◆ **WHAT IS REQUIRED**
Could you report every line from the entries that includes the word "args"?

◆ **ENTRIES PROVIDED**
:::
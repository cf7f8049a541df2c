use serde::Serialize;
use serde_json::{Map, Value as Json};

use crate::schema::{FieldType, UnionStorage};

/// Output of processing a requested-fields tree.
#[derive(Debug, Clone, Default, PartialEq, Serialize)]
pub struct ResolvedSelection {
    /// Storage columns needed at this level
    pub select: Vec<String>,
    /// Relationships, calculations and aggregates the engine must compute
    pub load: Vec<LoadEntry>,
    /// How to pull the requested subset out of the fetched data
    pub template: Vec<TemplateEntry>,
}

/// One load instruction for the execution engine.
#[derive(Debug, Clone, PartialEq, Serialize)]
#[serde(rename_all = "snake_case", tag = "kind")]
pub enum LoadEntry {
    /// Simple calculation or primitive aggregate
    Field { name: String },
    /// Calculation invoked with arguments
    Calculation {
        name: String,
        args: Map<String, Json>,
        load: Vec<LoadEntry>,
    },
    /// Related records, with their own select and nested loads
    Relationship {
        name: String,
        select: Vec<String>,
        load: Vec<LoadEntry>,
    },
    /// Loads required inside an embedded resource attribute
    Nested { name: String, load: Vec<LoadEntry> },
    /// Loads required inside union members
    Union {
        name: String,
        members: Vec<UnionMemberLoad>,
    },
}

impl LoadEntry {
    pub fn field(name: impl Into<String>) -> Self {
        LoadEntry::Field { name: name.into() }
    }

    pub fn name(&self) -> &str {
        match self {
            LoadEntry::Field { name }
            | LoadEntry::Calculation { name, .. }
            | LoadEntry::Relationship { name, .. }
            | LoadEntry::Nested { name, .. }
            | LoadEntry::Union { name, .. } => name,
        }
    }
}

#[derive(Debug, Clone, PartialEq, Serialize)]
pub struct UnionMemberLoad {
    pub tag: String,
    pub load: Vec<LoadEntry>,
}

/// How a nested raw value is addressed.
#[derive(Debug, Clone, PartialEq, Serialize)]
#[serde(rename_all = "snake_case")]
pub enum TemplateShape {
    /// Map, struct, record or keyword list looked up by name
    Record,
    /// Keyword list; always rendered as an object, even when empty
    Keyword,
    /// Positional tuple; the names are the declared field order
    Tuple(Vec<String>),
}

#[derive(Debug, Clone, PartialEq, Serialize)]
#[serde(rename_all = "snake_case", tag = "kind")]
pub enum TemplateEntry {
    /// Plain copy of `name` into `key`
    Field {
        name: String,
        key: String,
        ty: Option<FieldType>,
    },
    /// Relationship, embedded resource or typed container
    Nested {
        name: String,
        key: String,
        shape: TemplateShape,
        template: Vec<TemplateEntry>,
    },
    /// Sub-selected calculation result
    CalcResult {
        name: String,
        key: String,
        shape: TemplateShape,
        template: Vec<TemplateEntry>,
    },
    Union {
        name: String,
        key: String,
        storage: UnionStorage,
        members: Vec<UnionMemberTemplate>,
    },
}

impl TemplateEntry {
    pub fn key(&self) -> &str {
        match self {
            TemplateEntry::Field { key, .. }
            | TemplateEntry::Nested { key, .. }
            | TemplateEntry::CalcResult { key, .. }
            | TemplateEntry::Union { key, .. } => key,
        }
    }
}

/// A requested union member and how to recognise it in stored data.
#[derive(Debug, Clone, PartialEq, Serialize)]
pub struct UnionMemberTemplate {
    pub tag: String,
    pub key: String,
    pub ty: FieldType,
    /// `(key, value)` marking this member in map-with-tag storage
    pub tag_field: Option<(String, String)>,
    /// Resource name of struct-backed members
    pub type_name: Option<String>,
    /// `None` for primitive members, copied whole
    pub template: Option<Vec<TemplateEntry>>,
}
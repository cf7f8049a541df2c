//! Classification of requested names against resource metadata.

use crate::registry::ResourceRegistry;
use crate::schema::{
    Aggregate, Calculation, FieldType, Relationship, Resource, TypedField, UnionMember, UnionType,
};

/// Kind of typed field container.
#[derive(Debug, Clone, Copy, PartialEq, Eq)]
pub enum ContainerKind {
    Map,
    Struct,
    Keyword,
    Tuple,
}

impl ContainerKind {
    pub fn label(&self) -> &'static str {
        match self {
            ContainerKind::Map => "map",
            ContainerKind::Struct => "struct",
            ContainerKind::Keyword => "keyword",
            ContainerKind::Tuple => "tuple",
        }
    }

    /// Map and struct constraints must be sub-selected; keyword lists and
    /// tuples may be returned whole.
    pub fn requires_selection(&self) -> bool {
        matches!(self, ContainerKind::Map | ContainerKind::Struct)
    }
}

/// Where names are being resolved.
#[derive(Debug, Clone, Copy)]
pub enum SchemaContext<'a> {
    Resource(&'a Resource),
    Fields {
        kind: ContainerKind,
        fields: &'a [TypedField],
    },
}

impl<'a> SchemaContext<'a> {
    /// Name used in `unknown_field` errors.
    pub fn label(&self) -> &str {
        match self {
            SchemaContext::Resource(resource) => &resource.name,
            SchemaContext::Fields { kind, .. } => kind.label(),
        }
    }

    pub fn typed_fields(&self) -> Option<&'a [TypedField]> {
        match self {
            SchemaContext::Fields { fields, .. } => Some(fields),
            SchemaContext::Resource(_) => None,
        }
    }
}

#[derive(Debug, Clone, Copy, PartialEq, Eq)]
pub enum ArgRequirement {
    None,
    Optional,
    Required,
}

/// A nested context a field can be sub-selected through.
#[derive(Debug, Clone, Copy)]
pub struct SubSelection<'a> {
    pub context: SchemaContext<'a>,
    pub many: bool,
}

#[derive(Debug, Clone, Copy)]
pub enum FieldKind<'a> {
    Attribute {
        ty: &'a FieldType,
    },
    TypedContainer {
        ty: &'a FieldType,
        container: ContainerKind,
        fields: &'a [TypedField],
        many: bool,
    },
    Embedded {
        resource: &'a Resource,
        many: bool,
    },
    Union {
        union: &'a UnionType,
        many: bool,
    },
    Calculation {
        calc: &'a Calculation,
        args: ArgRequirement,
        returns: Option<SubSelection<'a>>,
    },
    Aggregate {
        aggregate: &'a Aggregate,
    },
    Relationship {
        relationship: &'a Relationship,
        destination: &'a Resource,
    },
}

#[derive(Debug, Clone, Copy)]
pub struct FieldInfo<'a> {
    /// Internal name of the entry
    pub name: &'a str,
    pub kind: FieldKind<'a>,
}

#[derive(Debug, Clone, Copy)]
pub struct Introspector<'a> {
    registry: &'a ResourceRegistry,
}

impl<'a> Introspector<'a> {
    pub fn new(registry: &'a ResourceRegistry) -> Self {
        Self { registry }
    }

    pub fn registry(&self) -> &'a ResourceRegistry {
        self.registry
    }

    /// Classify `name` (internal) within `context`. `None` when nothing matches.
    pub fn classify(&self, context: &SchemaContext<'a>, name: &str) -> Option<FieldInfo<'a>> {
        match *context {
            SchemaContext::Resource(resource) => self.classify_in_resource(resource, name),
            SchemaContext::Fields { fields, .. } => fields
                .iter()
                .find(|f| f.name == name)
                .map(|f| FieldInfo {
                    name: &f.name,
                    kind: self.classify_type(&f.ty),
                }),
        }
    }

    fn classify_in_resource(&self, resource: &'a Resource, name: &str) -> Option<FieldInfo<'a>> {
        if let Some(attribute) = resource.attribute_named(name) {
            return Some(FieldInfo {
                name: &attribute.name,
                kind: self.classify_type(&attribute.ty),
            });
        }

        if let Some(calc) = resource.calculation_named(name) {
            let args = if calc.arguments.is_empty() {
                ArgRequirement::None
            } else if calc.arguments.iter().any(|a| a.is_required()) {
                ArgRequirement::Required
            } else {
                ArgRequirement::Optional
            };
            return Some(FieldInfo {
                name: &calc.name,
                kind: FieldKind::Calculation {
                    calc,
                    args,
                    returns: self.sub_selection(&calc.returns),
                },
            });
        }

        // Complex aggregates are not exposed; they resolve like any unknown name.
        if let Some(aggregate) = resource.aggregate_named(name).filter(|a| a.is_primitive()) {
            return Some(FieldInfo {
                name: &aggregate.name,
                kind: FieldKind::Aggregate { aggregate },
            });
        }

        let relationship = resource.relationship_named(name)?;
        let destination = self.registry.resource(&relationship.destination)?;
        Some(FieldInfo {
            name: &relationship.name,
            kind: FieldKind::Relationship {
                relationship,
                destination,
            },
        })
    }

    /// Classify a value of type `ty` held by an attribute or typed field.
    pub fn classify_type(&self, ty: &'a FieldType) -> FieldKind<'a> {
        let (inner, many) = ty.unwrap_array();
        match inner {
            FieldType::Embedded { resource } | FieldType::Resource { resource } => {
                match self.registry.resource(resource) {
                    Some(resource) => FieldKind::Embedded { resource, many },
                    None => FieldKind::Attribute { ty },
                }
            }
            FieldType::Union { union } => FieldKind::Union { union, many },
            _ => match container_of(inner) {
                Some((container, fields)) => FieldKind::TypedContainer {
                    ty,
                    container,
                    fields,
                    many,
                },
                None => FieldKind::Attribute { ty },
            },
        }
    }

    /// Context a value of `ty` can be sub-selected through, if any.
    pub fn sub_selection(&self, ty: &'a FieldType) -> Option<SubSelection<'a>> {
        let (inner, many) = ty.unwrap_array();
        let context = match inner {
            FieldType::Embedded { resource } | FieldType::Resource { resource } => {
                SchemaContext::Resource(self.registry.resource(resource)?)
            }
            FieldType::Map { fields: Some(fields) } => SchemaContext::Fields {
                kind: ContainerKind::Map,
                fields,
            },
            FieldType::Struct { fields: Some(fields) } => SchemaContext::Fields {
                kind: ContainerKind::Struct,
                fields,
            },
            _ => return None,
        };
        Some(SubSelection { context, many })
    }

    pub fn member<'u>(&self, union: &'u UnionType, tag: &str) -> Option<&'u UnionMember> {
        union.member(tag)
    }
}

fn container_of(ty: &FieldType) -> Option<(ContainerKind, &[TypedField])> {
    match ty {
        FieldType::Map { fields: Some(fields) } => Some((ContainerKind::Map, fields)),
        FieldType::Struct { fields: Some(fields) } => Some((ContainerKind::Struct, fields)),
        FieldType::Keyword { fields } => Some((ContainerKind::Keyword, fields)),
        FieldType::Tuple { fields } => Some((ContainerKind::Tuple, fields)),
        _ => None,
    }
}

#[cfg(test)]
mod tests {
    use super::*;
    use crate::schema::{AggregateKind, Argument, Attribute, UnionStorage};

    fn registry() -> ResourceRegistry {
        ResourceRegistry::new()
            .with(
                Resource::new("todo")
                    .primary_key("id", FieldType::Uuid)
                    .attribute(Attribute::new("title", FieldType::String))
                    .attribute(Attribute::new(
                        "options",
                        FieldType::keyword(vec![TypedField::new("priority", FieldType::Integer)]),
                    ))
                    .attribute(Attribute::new("metadata", FieldType::embedded("todo_metadata")))
                    .attribute(Attribute::new(
                        "content",
                        FieldType::union(
                            UnionStorage::TypeAndValue,
                            vec![UnionMember::new("note", FieldType::String)],
                        ),
                    ))
                    .calculation(Calculation::new("is_overdue", FieldType::Boolean))
                    .calculation(
                        Calculation::new("days_until", FieldType::Integer)
                            .argument(Argument::new("from", FieldType::Date).required()),
                    )
                    .calculation(Calculation::new("self", FieldType::resource("todo")).argument(
                        Argument::new("prefix", FieldType::String),
                    ))
                    .aggregate(Aggregate::new("comment_count", AggregateKind::Count, &["comments"]))
                    .aggregate(
                        Aggregate::new("latest_comment", AggregateKind::First, &["comments"])
                            .of(FieldType::resource("comment")),
                    )
                    .relationship(Relationship::has_many("comments", "comment"))
                    .relationship(Relationship::belongs_to("owner", "missing")),
            )
            .with(Resource::embedded("todo_metadata"))
            .with(Resource::new("comment"))
    }

    fn classify<'a>(registry: &'a ResourceRegistry, name: &str) -> Option<FieldKind<'a>> {
        let introspector = Introspector::new(registry);
        let todo = registry.resource("todo").unwrap();
        introspector
            .classify(&SchemaContext::Resource(todo), name)
            .map(|info| info.kind)
    }

    #[test]
    fn test_attribute_kinds() {
        let registry = registry();
        assert!(matches!(classify(&registry, "title"), Some(FieldKind::Attribute { .. })));
        assert!(matches!(
            classify(&registry, "options"),
            Some(FieldKind::TypedContainer { container: ContainerKind::Keyword, .. })
        ));
        assert!(matches!(
            classify(&registry, "metadata"),
            Some(FieldKind::Embedded { many: false, .. })
        ));
        assert!(matches!(classify(&registry, "content"), Some(FieldKind::Union { .. })));
    }

    #[test]
    fn test_calculation_arguments_and_returns() {
        let registry = registry();
        match classify(&registry, "days_until") {
            Some(FieldKind::Calculation { args, returns, .. }) => {
                assert_eq!(args, ArgRequirement::Required);
                assert!(returns.is_none());
            }
            other => panic!("unexpected {other:?}"),
        }
        match classify(&registry, "self") {
            Some(FieldKind::Calculation { args, returns, .. }) => {
                assert_eq!(args, ArgRequirement::Optional);
                assert!(returns.is_some());
            }
            other => panic!("unexpected {other:?}"),
        }
    }

    #[test]
    fn test_complex_aggregate_is_not_found() {
        let registry = registry();
        assert!(matches!(classify(&registry, "comment_count"), Some(FieldKind::Aggregate { .. })));
        assert!(classify(&registry, "latest_comment").is_none());
    }

    #[test]
    fn test_relationship_needs_known_destination() {
        let registry = registry();
        assert!(matches!(classify(&registry, "comments"), Some(FieldKind::Relationship { .. })));
        assert!(classify(&registry, "owner").is_none());
        assert!(classify(&registry, "nope").is_none());
    }

    #[test]
    fn test_context_labels() {
        let registry = registry();
        let todo = registry.resource("todo").unwrap();
        assert_eq!(SchemaContext::Resource(todo).label(), "todo");
        assert_eq!(
            SchemaContext::Fields {
                kind: ContainerKind::Map,
                fields: &[]
            }
            .label(),
            "map"
        );
    }
}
:::
◆ **ANSWER TO THIS TASK**
        args: Map<String, Json>,
        args: ArgRequirement,
            let args = if calc.arguments.is_empty() {
                    args,
            Some(FieldKind::Calculation { args, returns, .. }) => {
                assert_eq!(args, ArgRequirement::Required);
            Some(FieldKind::Calculation { args, returns, .. }) => {
                assert_eq!(args, ArgRequirement::Optional);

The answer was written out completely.